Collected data
use std::collections::HashMap;
use std::pin::Pin;
use std::sync::atomic::{AtomicBool, Ordering};
use std::sync::{Arc, PoisonError, RwLock};
use std::task::{Context, Poll};

use serde::Serialize;
use tokio::sync::broadcast;
use tokio_stream::wrappers::{errors::BroadcastStreamRecvError, BroadcastStream};
use tokio_stream::Stream;
use uuid::Uuid;

use crate::models::{Message, Notification};

pub const DEFAULT_CHANNEL_CAPACITY: usize = 64;

#[derive(Debug, Clone, Copy, PartialEq, Eq)]
pub enum PushKind {
    Notification,
    Message,
}

/// Something a connected user should see without re-fetching.
#[derive(Debug, Clone, Serialize)]
#[serde(untagged)]
pub enum Push {
    Notification(Notification),
    Message(Message),
}

impl Push {
    pub fn kind(&self) -> PushKind {
        match self {
            Push::Notification(_) => PushKind::Notification,
            Push::Message(_) => PushKind::Message,
        }
    }

    pub fn event_name(&self) -> &'static str {
        match self {
            Push::Notification(_) => "notification",
            Push::Message(_) => "message",
        }
    }
}

type Channels = HashMap<Uuid, broadcast::Sender<Push>>;

/// Per-user fan-out for live connections.
///
/// Each user with at least one open stream has a broadcast channel. A channel
/// is created by the first [`Hub::subscribe`] and removed once its last
/// [`Subscription`] is dropped, so a disconnected client leaves nothing behind.
/// [`Hub::close`] ends every open stream at once.
#[derive(Clone)]
pub struct Hub {
    channels: Arc<RwLock<Channels>>,
    closed: Arc<AtomicBool>,
    capacity: usize,
}

impl Default for Hub {
    fn default() -> Self {
        Self::new(DEFAULT_CHANNEL_CAPACITY)
    }
}

impl Hub {
    pub fn new(capacity: usize) -> Self {
        Self {
            channels: Arc::new(RwLock::new(HashMap::new())),
            closed: Arc::new(AtomicBool::new(false)),
            capacity: capacity.max(1),
        }
    }

    /// Opens a stream for `user_id`. Once the hub is closed the returned
    /// subscription is already finished.
    pub fn subscribe(&self, user_id: Uuid) -> Subscription {
        let receiver = {
            let mut channels = self.channels.write().unwrap_or_else(PoisonError::into_inner);
            if self.closed.load(Ordering::Acquire) {
                None
            } else {
                Some(
                    channels
                        .entry(user_id)
                        .or_insert_with(|| broadcast::channel(self.capacity).0)
                        .subscribe(),
                )
            }
        };
        if receiver.is_some() {
            tracing::debug!(%user_id, "Realtime subscriber connected");
        }

        Subscription {
            stream: receiver
                .map(|receiver| Box::pin(BroadcastStream::new(receiver)) as PushStream),
            hub: self.clone(),
            user_id,
        }
    }

    /// Ends every open stream and refuses new ones. Dropping the senders
    /// lets each receiver drain what it already holds and then finish.
    pub fn close(&self) {
        let released = {
            let mut channels = self.channels.write().unwrap_or_else(PoisonError::into_inner);
            self.closed.store(true, Ordering::Release);
            let released = channels.len();
            channels.clear();
            released
        };
        tracing::info!(channels = released, "Realtime hub closed");
    }

    pub fn is_closed(&self) -> bool {
        self.closed.load(Ordering::Acquire)
    }

    /// Sends `push` to every live stream of `user_id`. Returns how many
    /// streams received it; zero when the user is offline.
    pub fn publish(&self, user_id: Uuid, push: Push) -> usize {
        let sender = {
            let channels = self.channels.read().unwrap_or_else(PoisonError::into_inner);
            channels.get(&user_id).cloned()
        };

        match sender {
            Some(sender) => match sender.send(push) {
                Ok(delivered) => delivered,
                Err(_) => {
                    self.prune(user_id);
                    0
                }
            },
            None => 0,
        }
    }

    pub fn subscriber_count(&self, user_id: Uuid) -> usize {
        let channels = self.channels.read().unwrap_or_else(PoisonError::into_inner);
        channels
            .get(&user_id)
            .map(|sender| sender.receiver_count())
            .unwrap_or(0)
    }

    pub fn channel_count(&self) -> usize {
        self.channels
            .read()
            .unwrap_or_else(PoisonError::into_inner)
            .len()
    }

    fn prune(&self, user_id: Uuid) {
        let mut channels = self.channels.write().unwrap_or_else(PoisonError::into_inner);
        if channels
            .get(&user_id)
            .is_some_and(|sender| sender.receiver_count() == 0)
        {
            channels.remove(&user_id);
            tracing::debug!(%user_id, "Realtime channel released");
        }
    }
}

type PushStream = Pin<Box<dyn Stream<Item = Result<Push, BroadcastStreamRecvError>> + Send>>;

/// One live connection's view of the hub. Dropping it unsubscribes.
pub struct Subscription {
    stream: Option<PushStream>,
    hub: Hub,
    user_id: Uuid,
}

impl Stream for Subscription {
    type Item = Result<Push, BroadcastStreamRecvError>;

    fn poll_next(self: Pin<&mut Self>, cx: &mut Context<'_>) -> Poll<Option<Self::Item>> {
        match self.get_mut().stream.as_mut() {
            Some(stream) => stream.as_mut().poll_next(cx),
            None => Poll::Ready(None),
        }
    }
}

impl Drop for Subscription {
    fn drop(&mut self) {
        // Release the receiver before checking whether the channel is still used
        self.stream.take();
        self.hub.prune(self.user_id);
        tracing::debug!(user_id = %self.user_id, "Realtime subscriber disconnected");
    }
}

#[cfg(test)]
mod tests {
    use super::*;
    use crate::models::NotificationType;
    use chrono::Utc;
    use tokio_stream::StreamExt;

    fn notification(user_id: Uuid, content: &str) -> Push {
        Push::Notification(Notification {
            id: Uuid::new_v4(),
            user_id,
            kind: NotificationType::NewEvent,
            content: content.to_string(),
            is_read: false,
            created_at: Utc::now(),
        })
    }

    #[tokio::test]
    async fn test_push_reaches_only_its_user() {
        let hub = Hub::default();
        let (alice, bob) = (Uuid::new_v4(), Uuid::new_v4());
        let mut alice_stream = hub.subscribe(alice);
        let _bob_stream = hub.subscribe(bob);

        assert_eq!(hub.publish(alice, notification(alice, "for alice")), 1);

        match alice_stream.next().await {
            Some(Ok(Push::Notification(n))) => assert_eq!(n.content, "for alice"),
            other => panic!("unexpected item: {:?}", other),
        }
        assert_eq!(hub.subscriber_count(bob), 1);
    }

    #[tokio::test]
    async fn test_publish_to_offline_user_is_a_noop() {
        let hub = Hub::default();
        assert_eq!(hub.publish(Uuid::new_v4(), notification(Uuid::nil(), "x")), 0);
        assert_eq!(hub.channel_count(), 0);
    }

    #[tokio::test]
    async fn test_dropping_last_subscription_releases_channel() {
        let hub = Hub::default();
        let user = Uuid::new_v4();
        let first = hub.subscribe(user);
        let second = hub.subscribe(user);
        assert_eq!(hub.subscriber_count(user), 2);

        drop(first);
        assert_eq!(hub.channel_count(), 1);
        assert_eq!(hub.subscriber_count(user), 1);

        drop(second);
        assert_eq!(hub.channel_count(), 0);
        assert_eq!(hub.publish(user, notification(user, "late")), 0);
    }

    #[tokio::test]
    async fn test_slow_consumer_sees_lag() {
        let hub = Hub::new(2);
        let user = Uuid::new_v4();
        let mut stream = hub.subscribe(user);
        for i in 0..5 {
            hub.publish(user, notification(user, &i.to_string()));
        }

        assert!(matches!(
            stream.next().await,
            Some(Err(BroadcastStreamRecvError::Lagged(_)))
        ));
        // The most recent items are still delivered after the lag marker
        assert!(matches!(stream.next().await, Some(Ok(_))));
    }

    #[tokio::test]
    async fn test_close_ends_open_streams() {
        let hub = Hub::default();
        let user = Uuid::new_v4();
        let mut first = hub.subscribe(user);
        let mut second = hub.subscribe(user);
        hub.publish(user, notification(user, "before close"));

        hub.close();

        // Already queued items are still delivered, then the stream ends
        assert!(matches!(first.next().await, Some(Ok(_))));
        assert!(first.next().await.is_none());
        assert!(matches!(second.next().await, Some(Ok(_))));
        assert!(second.next().await.is_none());
        assert_eq!(hub.channel_count(), 0);
    }

    #[tokio::test]
    async fn test_closed_hub_refuses_new_streams() {
        let hub = Hub::default();
        hub.close();
        assert!(hub.is_closed());

        let user = Uuid::new_v4();
        let mut late = hub.subscribe(user);
        assert!(late.next().await.is_none());
        assert_eq!(hub.channel_count(), 0);
        assert_eq!(hub.publish(user, notification(user, "nobody")), 0);
    }

    #[test]
    fn test_event_names() {
        let push = notification(Uuid::nil(), "x");
        assert_eq!(push.event_name(), "notification");
        assert_eq!(push.kind(), PushKind::Notification);
    }
}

=== Work to be completed ===
Check every line of the records above for the string "await". Copy those that hold it.

=== Result for this task ===
        match alice_stream.next().await {
            stream.next().await,
        assert!(matches!(stream.next().await, Some(Ok(_))));
        assert!(matches!(first.next().await, Some(Ok(_))));
        assert!(first.next().await.is_none());
        assert!(matches!(second.next().await, Some(Ok(_))));
        assert!(second.next().await.is_none());
        assert!(late.next().await.is_none());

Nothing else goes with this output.